目前Hsp90分子抑制剂作为抗肿瘤药物已进入临床试验，但试验发现肿瘤细胞转移无法完全得到抑制。近年来研究表明，肿瘤细胞线粒体中，Hsp90分子相关肿瘤坏死因子受体蛋白TRAP1被认为是肿瘤细胞转移无法完全得到抑制的原因。我们前期研究发现TRAP1分子在转移性肠癌中存在表达差异，TRAP1分子与miRNA结合蛋白Ago2发生免疫共沉淀，并影响肠癌细胞的粘附、迁移能力，提示TRAP1分子可能是影响肿瘤细胞转移的重要因素，但其具体的作用机制尚不清楚。本课题拟选择两种不同转移潜能肠癌细胞，SW480/SW620，通过干预细胞TRAP1表达等方法，观察TRAP1对肠癌细胞转移的生物学行为的影响；探讨TRAP1分子表达及靶基因转录后与Ago2分子的相互作用；并研究TRAP1对EMT转移相关分子的作用，阐明TRAP1分子对肿瘤细胞转移的作用机制及途径，为今后临床有效治疗肠癌寻找相应的治疗靶点提供依据。

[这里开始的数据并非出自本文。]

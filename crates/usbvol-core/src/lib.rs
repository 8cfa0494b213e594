//! # usbvol-core
//!
//! Shared library for usbvol containing the volume state machine, the knob
//! key model and the HQPlayer control-protocol codec.
//!
//! It has zero dependencies on OS APIs, input devices, or network sockets,
//! so everything here can be unit-tested on any platform.
//!
//! # Architecture overview (for beginners)
//!
//! usbvol turns a USB volume knob into a remote control for HQPlayer
//! Embedded.  The knob produces three kinds of key presses (volume up,
//! volume down, mute); the daemon turns those into `Volume` commands on the
//! player's TCP control connection, and listens to what the player reports
//! back so the local idea of "current volume" never drifts from reality.
//!
//! This crate (`usbvol-core`) is the shared foundation.  It defines:
//!
//! - **`domain`** – The volume state machine.  Given a key press or a
//!   report from the player, it decides what the new local state is and
//!   whether a command must be sent.
//!
//! - **`keymap`** – The three knob keys and their translation from Linux
//!   input-event key codes.
//!
//! - **`protocol`** – How requests and responses travel over the control
//!   connection: one XML document per line.

pub mod domain;
pub mod keymap;
pub mod protocol;

// Re-export the most-used types at the crate root so callers can write
// `usbvol_core::VolumeState` instead of `usbvol_core::domain::volume::VolumeState`.
pub use domain::volume::{MuteState, Transition, TransitionKind, VolumeSettings, VolumeState};
pub use keymap::KnobKey;
pub use protocol::codec::{decode_response, encode_request, ProtocolError};
pub use protocol::messages::{ControlRequest, ControlResponse, PlaybackState, VolumeRange};
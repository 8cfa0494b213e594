//! Control-protocol message types.
//!
//! HQPlayer Embedded exposes a TCP control interface (port 4321 by default)
//! where every request and every response is a small XML document on its
//! own line.  usbvol only needs a tiny slice of that interface:
//!
//! | Request        | Response                                   |
//! |----------------|--------------------------------------------|
//! | `VolumeRange`  | `<VolumeRange min=".." max=".." .../>`     |
//! | `State`        | `<State ... volume=".." .../>`             |
//! | `Volume value` | `<Volume result="OK"/>` (ignored)          |
//!
//! Everything else the player sends is decoded as
//! [`ControlResponse::Other`] and ignored by the daemon.

/// A request sent from usbvol to the player.
#[derive(Debug, Clone, PartialEq)]
pub enum ControlRequest {
    /// Ask for the allowed volume range.
    VolumeRange,
    /// Ask for the full playback state (which includes the volume).
    State,
    /// Set the volume to the given level in dB.
    Volume(f64),
}

/// Volume range reported by the player.
#[derive(Debug, Clone, Copy, PartialEq)]
pub struct VolumeRange {
    pub min: f64,
    pub max: f64,
    /// Whether volume control is enabled on the player.
    pub enabled: bool,
    /// Whether the player runs adaptive volume.
    pub adaptive: bool,
}

/// Full playback state reported by the player.
///
/// Only `volume` is interpreted.  The remaining attributes (filter, shaper,
/// rate, matrix profile, ...) belong to the player's own configuration
/// surface and are kept verbatim, in document order, for logging.
#[derive(Debug, Clone, PartialEq)]
pub struct PlaybackState {
    pub volume: f64,
    pub attributes: Vec<(String, String)>,
}

impl PlaybackState {
    /// Looks up one of the uninterpreted attributes by name.
    pub fn attribute(&self, name: &str) -> Option<&str> {
        self.attributes
            .iter()
            .find(|(key, _)| key == name)
            .map(|(_, value)| value.as_str())
    }
}

/// A response or notification received from the player.
#[derive(Debug, Clone, PartialEq)]
pub enum ControlResponse {
    VolumeRange(VolumeRange),
    State(PlaybackState),
    /// Any other document; carries the root element name.
    Other(String),
}
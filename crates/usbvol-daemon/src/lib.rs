//! usbvol-daemon library entry point.
//!
//! Re-exports all public modules so that integration tests in `tests/`
//! and the binary entry point in `main.rs` share the same module tree.
//!
//! # What does usbvold do? (for beginners)
//!
//! `usbvold` is a small background service for a headless music player.
//! A USB volume knob is plugged into the machine; HQPlayer Embedded runs
//! locally (or on the LAN) and exposes a TCP control port.  The daemon:
//!
//! 1. Finds the knob among `/dev/input/event*` by vendor/product id and
//!    checks that it really reports volume-up, volume-down and mute keys.
//! 2. Connects to HQPlayer's control port and asks for the volume range and
//!    the current volume, so local state starts in sync with the player.
//! 3. Polls the knob every 10 ms and turns each key press into a `Volume`
//!    command, clamped to the range and honouring mute.
//! 4. Keeps listening to the player: if it reports a new range or volume
//!    (for example because a phone app changed it), local state follows.
//! 5. Reconnects on its own whenever the player restarts or the connection
//!    drops.

/// Application layer: the volume controller use case and the event loop.
pub mod application;

/// Infrastructure layer: input devices, the HQPlayer session, config storage.
pub mod infrastructure;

While previous research has demonstrated that a class of proteins known as molecular chaperones promote tumor cell survival, the specific way in which the proteins achieve this has not been well understood. And although inhibitors of a specific chaperone know as heat shock protein 90 (Hsp90) have been studied for the treatment of cancer, for example, 17-AAG, a small structure of inhibitor of Hsp90, has enter the trial, progress has been questionable. Notably, researcher found a very abundant pool of TRAP1 ( Hsp90-related molecule) in the mitochondrial of tumor cells. This mitochondrial accumulation of TRAP1 as a critical adaptive mechanism that makes cancer cells less susceptible to the unfavorable environment of tumors, and to various anticancer agents. The sub-cellular location of Hsp90 and TRAP1 in the mitochondrial also answers the question as to why the current Hsp90 inhibitors which do not penetrate the mitochondrial are not as effective as hoped in the clinic. In current study, we have collected two types of different metastasis potential colon cell line, SW620/SW480, for the further studying the effect of mitochondrial TRAP1 on the colon cancer metastasis. Based on our preliminary research, combining RNAi technique in colon cancer cell lines and other proteomics techinques were applied for studying the correlation between TRAP1 and key components of the miRNA, Argonaute2(Ago2), in which we try to clarify the possible mechanism of colon cacner metastasis.